Top of SUPPLIED RECORDS
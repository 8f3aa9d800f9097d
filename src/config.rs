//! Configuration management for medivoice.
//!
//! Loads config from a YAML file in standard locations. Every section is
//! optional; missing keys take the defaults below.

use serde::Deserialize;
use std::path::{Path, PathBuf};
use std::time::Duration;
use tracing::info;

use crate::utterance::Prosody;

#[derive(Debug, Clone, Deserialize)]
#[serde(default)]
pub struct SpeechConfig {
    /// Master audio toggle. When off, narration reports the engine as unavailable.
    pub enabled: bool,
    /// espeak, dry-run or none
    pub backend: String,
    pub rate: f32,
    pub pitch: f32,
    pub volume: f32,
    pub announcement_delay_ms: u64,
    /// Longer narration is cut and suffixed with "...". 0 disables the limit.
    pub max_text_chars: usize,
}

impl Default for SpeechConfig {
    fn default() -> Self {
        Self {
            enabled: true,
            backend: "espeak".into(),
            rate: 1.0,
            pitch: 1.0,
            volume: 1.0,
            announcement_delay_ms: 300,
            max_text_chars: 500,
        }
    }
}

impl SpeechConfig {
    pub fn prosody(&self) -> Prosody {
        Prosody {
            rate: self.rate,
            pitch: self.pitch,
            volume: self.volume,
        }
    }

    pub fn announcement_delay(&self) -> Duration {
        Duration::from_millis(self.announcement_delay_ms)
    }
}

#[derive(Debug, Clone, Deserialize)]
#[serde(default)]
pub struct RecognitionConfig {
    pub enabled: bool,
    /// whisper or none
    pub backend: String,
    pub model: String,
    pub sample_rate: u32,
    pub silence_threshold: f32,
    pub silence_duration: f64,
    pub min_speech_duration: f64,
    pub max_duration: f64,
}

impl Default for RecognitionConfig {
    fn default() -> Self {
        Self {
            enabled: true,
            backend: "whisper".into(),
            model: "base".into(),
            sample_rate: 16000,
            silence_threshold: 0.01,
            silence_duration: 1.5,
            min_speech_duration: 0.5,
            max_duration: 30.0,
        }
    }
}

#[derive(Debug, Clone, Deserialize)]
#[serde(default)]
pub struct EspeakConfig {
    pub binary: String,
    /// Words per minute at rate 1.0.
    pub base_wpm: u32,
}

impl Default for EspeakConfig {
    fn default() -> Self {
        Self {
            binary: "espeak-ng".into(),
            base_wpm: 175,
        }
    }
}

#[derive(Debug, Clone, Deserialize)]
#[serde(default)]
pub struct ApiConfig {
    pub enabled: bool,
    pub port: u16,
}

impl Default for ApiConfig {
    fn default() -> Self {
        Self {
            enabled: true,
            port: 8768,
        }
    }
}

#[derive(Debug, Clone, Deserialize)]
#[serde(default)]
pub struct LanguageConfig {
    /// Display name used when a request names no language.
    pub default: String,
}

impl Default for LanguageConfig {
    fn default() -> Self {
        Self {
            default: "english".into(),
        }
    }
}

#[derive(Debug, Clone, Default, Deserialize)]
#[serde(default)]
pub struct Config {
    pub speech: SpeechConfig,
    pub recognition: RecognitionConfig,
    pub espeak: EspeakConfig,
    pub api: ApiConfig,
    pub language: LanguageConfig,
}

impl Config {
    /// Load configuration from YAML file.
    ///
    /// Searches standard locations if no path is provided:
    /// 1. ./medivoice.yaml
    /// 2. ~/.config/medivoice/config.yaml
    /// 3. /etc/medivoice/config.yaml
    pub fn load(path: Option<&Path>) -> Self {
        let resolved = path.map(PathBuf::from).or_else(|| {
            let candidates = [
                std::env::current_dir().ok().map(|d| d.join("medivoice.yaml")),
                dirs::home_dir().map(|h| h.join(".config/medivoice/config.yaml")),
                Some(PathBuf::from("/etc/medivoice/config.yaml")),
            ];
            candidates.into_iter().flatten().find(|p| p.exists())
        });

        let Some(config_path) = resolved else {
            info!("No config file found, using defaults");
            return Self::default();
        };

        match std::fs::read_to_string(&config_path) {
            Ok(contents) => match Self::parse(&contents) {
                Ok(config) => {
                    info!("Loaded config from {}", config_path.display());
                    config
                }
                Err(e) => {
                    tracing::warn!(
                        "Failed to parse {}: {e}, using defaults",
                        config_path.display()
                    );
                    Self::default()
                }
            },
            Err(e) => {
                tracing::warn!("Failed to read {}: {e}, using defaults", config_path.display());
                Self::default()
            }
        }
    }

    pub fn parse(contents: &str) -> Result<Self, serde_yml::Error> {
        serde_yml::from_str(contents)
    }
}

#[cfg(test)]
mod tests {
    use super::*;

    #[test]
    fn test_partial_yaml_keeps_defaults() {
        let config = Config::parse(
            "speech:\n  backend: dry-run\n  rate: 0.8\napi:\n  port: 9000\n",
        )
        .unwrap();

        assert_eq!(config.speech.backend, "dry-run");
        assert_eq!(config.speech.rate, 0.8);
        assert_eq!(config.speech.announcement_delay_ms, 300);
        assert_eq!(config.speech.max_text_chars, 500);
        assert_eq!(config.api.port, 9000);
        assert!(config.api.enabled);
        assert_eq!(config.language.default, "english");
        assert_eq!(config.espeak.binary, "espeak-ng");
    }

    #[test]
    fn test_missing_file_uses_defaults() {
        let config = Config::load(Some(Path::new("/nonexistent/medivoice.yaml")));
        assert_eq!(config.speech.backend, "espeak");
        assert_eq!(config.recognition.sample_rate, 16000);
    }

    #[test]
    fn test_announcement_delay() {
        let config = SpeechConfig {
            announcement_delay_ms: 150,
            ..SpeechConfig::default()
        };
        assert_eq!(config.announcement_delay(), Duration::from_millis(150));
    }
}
Bottom of SUPPLIED RECORDS
▶ **WHAT THE TASK ASKS**
Retype the listing above word for word.

▶ **ANSWER TO THE PROBLEM**
repository 8f3aa9d800f9097d
filename src/config.rs
//! Configuration management for medivoice.
//!
//! Loads config from a YAML file in standard locations. Every section is
//! optional; missing keys take the defaults below.

use serde::Deserialize;
use std::path::{Path, PathBuf};
use std::time::Duration;
use tracing::info;

use crate::utterance::Prosody;

#[derive(Debug, Clone, Deserialize)]
#[serde(default)]
pub struct SpeechConfig {
    /// Master audio toggle. When off, narration reports the engine as unavailable.
    pub enabled: bool,
    /// espeak, dry-run or none
    pub backend: String,
    pub rate: f32,
    pub pitch: f32,
    pub volume: f32,
    pub announcement_delay_ms: u64,
    /// Longer narration is cut and suffixed with "...". 0 disables the limit.
    pub max_text_chars: usize,
}

impl Default for SpeechConfig {
    fn default() -> Self {
        Self {
            enabled: true,
            backend: "espeak".into(),
            rate: 1.0,
            pitch: 1.0,
            volume: 1.0,
            announcement_delay_ms: 300,
            max_text_chars: 500,
        }
    }
}

impl SpeechConfig {
    pub fn prosody(&self) -> Prosody {
        Prosody {
            rate: self.rate,
            pitch: self.pitch,
            volume: self.volume,
        }
    }

    pub fn announcement_delay(&self) -> Duration {
        Duration::from_millis(self.announcement_delay_ms)
    }
}

#[derive(Debug, Clone, Deserialize)]
#[serde(default)]
pub struct RecognitionConfig {
    pub enabled: bool,
    /// whisper or none
    pub backend: String,
    pub model: String,
    pub sample_rate: u32,
    pub silence_threshold: f32,
    pub silence_duration: f64,
    pub min_speech_duration: f64,
    pub max_duration: f64,
}

impl Default for RecognitionConfig {
    fn default() -> Self {
        Self {
            enabled: true,
            backend: "whisper".into(),
            model: "base".into(),
            sample_rate: 16000,
            silence_threshold: 0.01,
            silence_duration: 1.5,
            min_speech_duration: 0.5,
            max_duration: 30.0,
        }
    }
}

#[derive(Debug, Clone, Deserialize)]
#[serde(default)]
pub struct EspeakConfig {
    pub binary: String,
    /// Words per minute at rate 1.0.
    pub base_wpm: u32,
}

impl Default for EspeakConfig {
    fn default() -> Self {
        Self {
            binary: "espeak-ng".into(),
            base_wpm: 175,
        }
    }
}

#[derive(Debug, Clone, Deserialize)]
#[serde(default)]
pub struct ApiConfig {
    pub enabled: bool,
    pub port: u16,
}

impl Default for ApiConfig {
    fn default() -> Self {
        Self {
            enabled: true,
            port: 8768,
        }
    }
}

#[derive(Debug, Clone, Deserialize)]
#[serde(default)]
pub struct LanguageConfig {
    /// Display name used when a request names no language.
    pub default: String,
}

impl Default for LanguageConfig {
    fn default() -> Self {
        Self {
            default: "english".into(),
        }
    }
}

#[derive(Debug, Clone, Default, Deserialize)]
#[serde(default)]
pub struct Config {
    pub speech: SpeechConfig,
    pub recognition: RecognitionConfig,
    pub espeak: EspeakConfig,
    pub api: ApiConfig,
    pub language: LanguageConfig,
}

impl Config {
    /// Load configuration from YAML file.
    ///
    /// Searches standard locations if no path is provided:
    /// 1. ./medivoice.yaml
    /// 2. ~/.config/medivoice/config.yaml
    /// 3. /etc/medivoice/config.yaml
    pub fn load(path: Option<&Path>) -> Self {
        let resolved = path.map(PathBuf::from).or_else(|| {
            let candidates = [
                std::env::current_dir().ok().map(|d| d.join("medivoice.yaml")),
                dirs::home_dir().map(|h| h.join(".config/medivoice/config.yaml")),
                Some(PathBuf::from("/etc/medivoice/config.yaml")),
            ];
            candidates.into_iter().flatten().find(|p| p.exists())
        });

        let Some(config_path) = resolved else {
            info!("No config file found, using defaults");
            return Self::default();
        };

        match std::fs::read_to_string(&config_path) {
            Ok(contents) => match Self::parse(&contents) {
                Ok(config) => {
                    info!("Loaded config from {}", config_path.display());
                    config
                }
                Err(e) => {
                    tracing::warn!(
                        "Failed to parse {}: {e}, using defaults",
                        config_path.display()
                    );
                    Self::default()
                }
            },
            Err(e) => {
                tracing::warn!("Failed to read {}: {e}, using defaults", config_path.display());
                Self::default()
            }
        }
    }

    pub fn parse(contents: &str) -> Result<Self, serde_yml::Error> {
        serde_yml::from_str(contents)
    }
}

#[cfg(test)]
mod tests {
    use super::*;

    #[test]
    fn test_partial_yaml_keeps_defaults() {
        let config = Config::parse(
            "speech:\n  backend: dry-run\n  rate: 0.8\napi:\n  port: 9000\n",
        )
        .unwrap();

        assert_eq!(config.speech.backend, "dry-run");
        assert_eq!(config.speech.rate, 0.8);
        assert_eq!(config.speech.announcement_delay_ms, 300);
        assert_eq!(config.speech.max_text_chars, 500);
        assert_eq!(config.api.port, 9000);
        assert!(config.api.enabled);
        assert_eq!(config.language.default, "english");
        assert_eq!(config.espeak.binary, "espeak-ng");
    }

    #[test]
    fn test_missing_file_uses_defaults() {
        let config = Config::load(Some(Path::new("/nonexistent/medivoice.yaml")));
        assert_eq!(config.speech.backend, "espeak");
        assert_eq!(config.recognition.sample_rate, 16000);
    }

    #[test]
    fn test_announcement_delay() {
        let config = SpeechConfig {
            announcement_delay_ms: 150,
            ..SpeechConfig::default()
        };
        assert_eq!(config.announcement_delay(), Duration::from_millis(150));
    }
}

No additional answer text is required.